Filter our fastq files to retain only sequences that belong to Cryptosporidium .
Rerun fastqc to see how removing “contamination” effect the quality of our files.
Note: This Tutorials was run using snakemake (v 5.27.4).
I like to use ATOM as my text editor when I write snakemake workflows since it provides out-of-the-box syntax highlighting for Snakemake.
How Snakemake Works
Snakemake documenation can be found at its readthedocs website.
The basics of snakemake:
This is a rule based workflow management system.
Rules generally specify:
Inputs: Files that the rule operates on (i.e. dependencies)

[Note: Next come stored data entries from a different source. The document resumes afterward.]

//! Shelf-life estimation for products created without an explicit value.
//!
//! The lookup is an ordered fallback chain; the first rule that matches wins:
//! 1. exact product-name key
//! 2. product-name keyword (substring)
//! 3. exact category key
//! 4. coarse category groups (dairy, meat, fish, fruit, vegetable, frozen)
//! 5. [`DEFAULT_SHELF_LIFE_DAYS`]
//!
//! All keys are written in their normalized form.

use super::normalize::normalize;
use chrono::{Days, NaiveDate};

/// Used when nothing in the tables matches.
pub const DEFAULT_SHELF_LIFE_DAYS: i32 = 7;

/// Longest shelf life a product may carry (ten years).
pub const MAX_SHELF_LIFE_DAYS: i32 = 3650;

/// Shelf life by product name, also used for keyword matching (in this order).
const PRODUCT_SHELF_LIFE: &[(&str, i32)] = &[
    ("lait", 7),
    ("yaourt", 14),
    ("fromage", 21),
    ("beurre", 30),
    ("creme", 10),
    ("oeuf", 28),
    ("jambon", 5),
    ("poulet", 2),
    ("boeuf", 3),
    ("porc", 3),
    ("viande", 3),
    ("saumon", 2),
    ("poisson", 2),
    ("salade", 5),
    ("tomate", 7),
    ("carotte", 21),
    ("courgette", 7),
    ("pomme", 30),
    ("banane", 5),
    ("fraise", 3),
    ("citron", 21),
    ("pain", 3),
    ("jus", 7),
    ("legume", 10),
    ("fruit", 7),
];

/// Shelf life by exact category label.
const CATEGORY_SHELF_LIFE: &[(&str, i32)] = &[
    ("produit laitier", 7),
    ("cremerie", 7),
    ("viande", 3),
    ("boucherie", 3),
    ("charcuterie", 5),
    ("poisson", 2),
    ("fruit", 7),
    ("legume", 10),
    ("boulangerie", 3),
    ("boisson", 30),
    ("surgele", 90),
    ("epicerie", 180),
    ("condiment", 90),
];

/// Coarse keyword groups checked against the category when no exact key matches.
const CATEGORY_GROUPS: &[(&[&str], i32)] = &[
    (&["laitier", "lait", "fromage", "yaourt", "dairy"], 7),
    (&["viande", "boucherie", "volaille", "meat"], 3),
    (&["poisson", "fruit de mer", "seafood", "fish"], 2),
    (&["surgele", "congele", "frozen"], 90),
    (&["legume", "vegetable"], 10),
    (&["fruit"], 7),
];

/// Estimates how many days a product keeps once stored.
#[must_use]
pub fn estimate_shelf_life_days(product_name: &str, category: &str) -> i32 {
    let name = normalize(product_name);
    let category = normalize(category);

    if let Some(days) = lookup_exact(PRODUCT_SHELF_LIFE, &name) {
        return days;
    }

    let by_keyword = PRODUCT_SHELF_LIFE
        .iter()
        .find(|(keyword, _)| !name.is_empty() && name.contains(keyword));
    if let Some(&(_, days)) = by_keyword {
        return days;
    }

    if let Some(days) = lookup_exact(CATEGORY_SHELF_LIFE, &category) {
        return days;
    }

    let by_group = CATEGORY_GROUPS.iter().find(|(keywords, _)| {
        !category.is_empty() && keywords.iter().any(|k| category.contains(k))
    });
    if let Some(&(_, days)) = by_group {
        return days;
    }

    DEFAULT_SHELF_LIFE_DAYS
}

/// Whether `days` is a usable shelf life (`0..=MAX_SHELF_LIFE_DAYS`).
#[must_use]
pub fn is_valid_shelf_life(days: i32) -> bool {
    (0..=MAX_SHELF_LIFE_DAYS).contains(&days)
}

/// Expiry date of something stored `today` that keeps `days` days.
///
/// `None` for a negative shelf life or a date past the calendar's range.
#[must_use]
pub fn expiry_after(today: NaiveDate, days: i32) -> Option<NaiveDate> {
    let days = u64::try_from(days).ok()?;
    today.checked_add_days(Days::new(days))
}

fn lookup_exact(table: &[(&str, i32)], key: &str) -> Option<i32> {
    table
        .iter()
        .find(|(candidate, _)| *candidate == key)
        .map(|&(_, days)| days)
}
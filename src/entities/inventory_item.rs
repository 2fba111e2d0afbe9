//! Inventory item entity - A quantity of one product present in one fridge.
//!
//! Quantity is never negative. An item whose quantity reached zero is inactive
//! but is kept so that its history (and alert references) stay valid.

use sea_orm::entity::prelude::*;
use serde::{Deserialize, Serialize};

/// How an inventory item entered the fridge
#[derive(Clone, Copy, Debug, PartialEq, Eq, EnumIter, DeriveActiveEnum, Serialize, Deserialize)]
#[sea_orm(rs_type = "String", db_type = "String(StringLen::N(16))")]
#[serde(rename_all = "snake_case")]
pub enum ItemSource {
    /// Entered by hand
    #[sea_orm(string_value = "manual")]
    Manual,
    /// Detected by the vision service
    #[sea_orm(string_value = "vision")]
    Vision,
    /// Scanned barcode
    #[sea_orm(string_value = "scan")]
    Scan,
}

/// Inventory item database model
#[derive(Clone, Debug, PartialEq, DeriveEntityModel, Serialize, Deserialize)]
#[sea_orm(table_name = "inventory_items")]
pub struct Model {
    /// Unique identifier for the item
    #[sea_orm(primary_key)]
    pub id: i64,
    /// ID of the fridge holding the item
    pub fridge_id: i64,
    /// ID of the catalog product
    pub product_id: i64,
    /// Current quantity, always >= 0
    pub quantity: f64,
    /// Quantity when the item was added or last restocked
    pub initial_quantity: f64,
    /// Unit of `quantity`
    pub unit: String,
    /// Best-before date, if known
    pub expiry_date: Option<Date>,
    /// When the item was opened, if it was
    pub opened_at: Option<Date>,
    /// Last time the item was seen (manual edit or detection)
    pub last_seen_at: DateTimeUtc,
    /// Where the item came from
    pub source: ItemSource,
    /// When the item was created
    pub created_at: DateTimeUtc,
    /// When the item was last modified
    pub updated_at: DateTimeUtc,
}

impl Model {
    /// Items with nothing left are inactive.
    #[must_use]
    pub fn is_active(&self) -> bool {
        self.quantity > 0.0
    }
}

/// Defines relationships between InventoryItem and other entities
#[derive(Copy, Clone, Debug, EnumIter, DeriveRelation)]
pub enum Relation {
    /// Each item belongs to one fridge
    #[sea_orm(
        belongs_to = "super::fridge::Entity",
        from = "Column::FridgeId",
        to = "super::fridge::Column::Id"
    )]
    Fridge,
    /// Each item stocks one product
    #[sea_orm(
        belongs_to = "super::product::Entity",
        from = "Column::ProductId",
        to = "super::product::Column::Id"
    )]
    Product,
}

impl Related<super::fridge::Entity> for Entity {
    fn to() -> RelationDef {
        Relation::Fridge.def()
    }
}

impl Related<super::product::Entity> for Entity {
    fn to() -> RelationDef {
        Relation::Product.def()
    }
}

impl ActiveModelBehavior for ActiveModel {}
//! Recipe entity - A named dish with a set of ingredient requirements.
//!
//! A recipe without a fridge scope is global and visible to every fridge.

use sea_orm::entity::prelude::*;
use serde::{Deserialize, Serialize};

/// Recipe database model
#[derive(Clone, Debug, PartialEq, Eq, DeriveEntityModel, Serialize, Deserialize)]
#[sea_orm(table_name = "recipes")]
pub struct Model {
    /// Unique identifier for the recipe
    #[sea_orm(primary_key)]
    pub id: i64,
    /// Title shown to users
    pub title: String,
    /// Optional short description
    pub description: Option<String>,
    /// Optional preparation steps
    pub steps: Option<String>,
    /// Preparation time in minutes
    pub preparation_time: Option<i32>,
    /// Free-text difficulty (e.g. "easy")
    pub difficulty: Option<String>,
    /// Owning fridge, `None` for global recipes
    pub fridge_id: Option<i64>,
    /// When the recipe was created
    pub created_at: DateTimeUtc,
}

/// Defines relationships between Recipe and other entities
#[derive(Copy, Clone, Debug, EnumIter, DeriveRelation)]
pub enum Relation {
    /// One recipe has many ingredients
    #[sea_orm(has_many = "super::recipe_ingredient::Entity")]
    Ingredients,
}

impl Related<super::recipe_ingredient::Entity> for Entity {
    fn to() -> RelationDef {
        Relation::Ingredients.def()
    }
}

impl ActiveModelBehavior for ActiveModel {}
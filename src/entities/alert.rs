//! Alert entity - Derived state about an inventory item.
//!
//! At most one pending alert exists per (fridge, item, type). The database does
//! not enforce this; `core::alert::raise_alert` does.

use sea_orm::entity::prelude::*;
use serde::{Deserialize, Serialize};

/// Kind of problem an alert reports
#[derive(Clone, Copy, Debug, PartialEq, Eq, Hash, EnumIter, DeriveActiveEnum, Serialize, Deserialize)]
#[sea_orm(rs_type = "String", db_type = "String(StringLen::N(24))")]
#[serde(rename_all = "snake_case")]
pub enum AlertType {
    /// Expires within the warning window (or today)
    #[sea_orm(string_value = "expiring_soon")]
    ExpiringSoon,
    /// Past its expiry date
    #[sea_orm(string_value = "expired")]
    Expired,
    /// Not seen by the fridge camera for a while
    #[sea_orm(string_value = "lost_item")]
    LostItem,
    /// At or below the product's minimum quantity
    #[sea_orm(string_value = "low_stock")]
    LowStock,
}

impl AlertType {
    /// Alert types whose wording depends on the expiry date.
    #[must_use]
    pub const fn is_expiry_related(self) -> bool {
        matches!(self, Self::ExpiringSoon | Self::Expired)
    }
}

/// Lifecycle of an alert
#[derive(Clone, Copy, Debug, PartialEq, Eq, EnumIter, DeriveActiveEnum, Serialize, Deserialize)]
#[sea_orm(rs_type = "String", db_type = "String(StringLen::N(16))")]
#[serde(rename_all = "snake_case")]
pub enum AlertStatus {
    /// Still relevant
    #[sea_orm(string_value = "pending")]
    Pending,
    /// No longer relevant
    #[sea_orm(string_value = "resolved")]
    Resolved,
}

/// Alert database model
#[derive(Clone, Debug, PartialEq, Eq, DeriveEntityModel, Serialize, Deserialize)]
#[sea_orm(table_name = "alerts")]
pub struct Model {
    /// Unique identifier for the alert
    #[sea_orm(primary_key)]
    pub id: i64,
    /// Fridge the alert belongs to
    pub fridge_id: i64,
    /// Item the alert is about
    pub inventory_item_id: i64,
    /// Kind of alert
    pub alert_type: AlertType,
    /// Human-readable message, regenerated whenever the item changes
    pub message: String,
    /// Lifecycle state
    pub status: AlertStatus,
    /// When the alert was raised
    pub created_at: DateTimeUtc,
    /// When the alert was resolved
    pub resolved_at: Option<DateTimeUtc>,
}

/// Defines relationships between Alert and other entities
#[derive(Copy, Clone, Debug, EnumIter, DeriveRelation)]
pub enum Relation {
    /// Each alert references one inventory item
    #[sea_orm(
        belongs_to = "super::inventory_item::Entity",
        from = "Column::InventoryItemId",
        to = "super::inventory_item::Column::Id"
    )]
    InventoryItem,
}

impl Related<super::inventory_item::Entity> for Entity {
    fn to() -> RelationDef {
        Relation::InventoryItem.def()
    }
}

impl ActiveModelBehavior for ActiveModel {}
//! Id-then-name lookup of per-product quantities.
//!
//! The same logical product can exist under several catalog ids (one created by
//! hand, one by the vision service). A [`ProductIndex`] answers "how much of this
//! product is there" by probing the exact id first and the normalized name second.
//! Build it once per computation; probing is O(1).

use super::normalize::normalize;
use std::collections::HashMap;

/// Summed quantities keyed by product id and by normalized product name.
#[derive(Debug, Clone, Default)]
pub struct ProductIndex {
    by_id: HashMap<i64, f64>,
    by_name: HashMap<String, f64>,
}

impl ProductIndex {
    /// Creates an empty index.
    #[must_use]
    pub fn new() -> Self {
        Self::default()
    }

    /// Adds `quantity` of a product. Quantities for the same id (or the same
    /// normalized name) are summed. A blank name is only indexed by id.
    pub fn insert(&mut self, product_id: i64, product_name: &str, quantity: f64) {
        *self.by_id.entry(product_id).or_default() += quantity;

        let key = normalize(product_name);
        if !key.is_empty() {
            *self.by_name.entry(key).or_default() += quantity;
        }
    }

    /// Quantity for `product_id`, or for `product_name` when the id is unknown.
    ///
    /// A known id answers on its own even when a same-named entry holds more.
    #[must_use]
    pub fn lookup(&self, product_id: i64, product_name: Option<&str>) -> Option<f64> {
        self.by_id.get(&product_id).copied().or_else(|| {
            product_name
                .map(normalize)
                .filter(|key| !key.is_empty())
                .and_then(|key| self.by_name.get(&key).copied())
        })
    }

    /// True when the product is present under its id or its normalized name.
    #[must_use]
    pub fn contains(&self, product_id: i64, product_name: Option<&str>) -> bool {
        self.lookup(product_id, product_name).is_some()
    }

    /// Number of distinct product ids indexed.
    #[must_use]
    pub fn len(&self) -> usize {
        self.by_id.len()
    }

    /// True when nothing was indexed.
    #[must_use]
    pub fn is_empty(&self) -> bool {
        self.by_id.is_empty()
    }
}

impl<'a> FromIterator<(i64, &'a str, f64)> for ProductIndex {
    fn from_iter<T: IntoIterator<Item = (i64, &'a str, f64)>>(iter: T) -> Self {
        let mut index = Self::new();
        for (product_id, product_name, quantity) in iter {
            index.insert(product_id, product_name, quantity);
        }
        index
    }
}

Outputs: Files that the rule creates
An action: Some command to run. This can be either:
BASH commands
Python script (*.py)
Inline python code
R script (*.R)
R markdown file (*.Rmd)
Inputs and outputs are used by snakemake to determine the order for which rules are to be run. If a rule B has an input produced as an output of rule A, then rule B will be run after rule A.
For determining whether output files have to be re-created, Snakemake checks whether the file modification date (i.e. the timestamp) of any input file of the same job is newer than the timestamp of the output file.
This can be overridden by marking an input file with the ancient()
function. An example of ignoring timestamps is found here .
All the arguments that can be used in a rule can be found here .
There can be multiple inputs/outputs in rules
Inputs/outputs can be named (using the = syntax), or just listed in order.
These files can be referred to in the shell command (or python/R scripts)
You can refer to the inputs/outputs of other rules like this: rules.rule_name.output
Snakemake will fill in wildcards based on what it finds in the output first. We will see an example of this later.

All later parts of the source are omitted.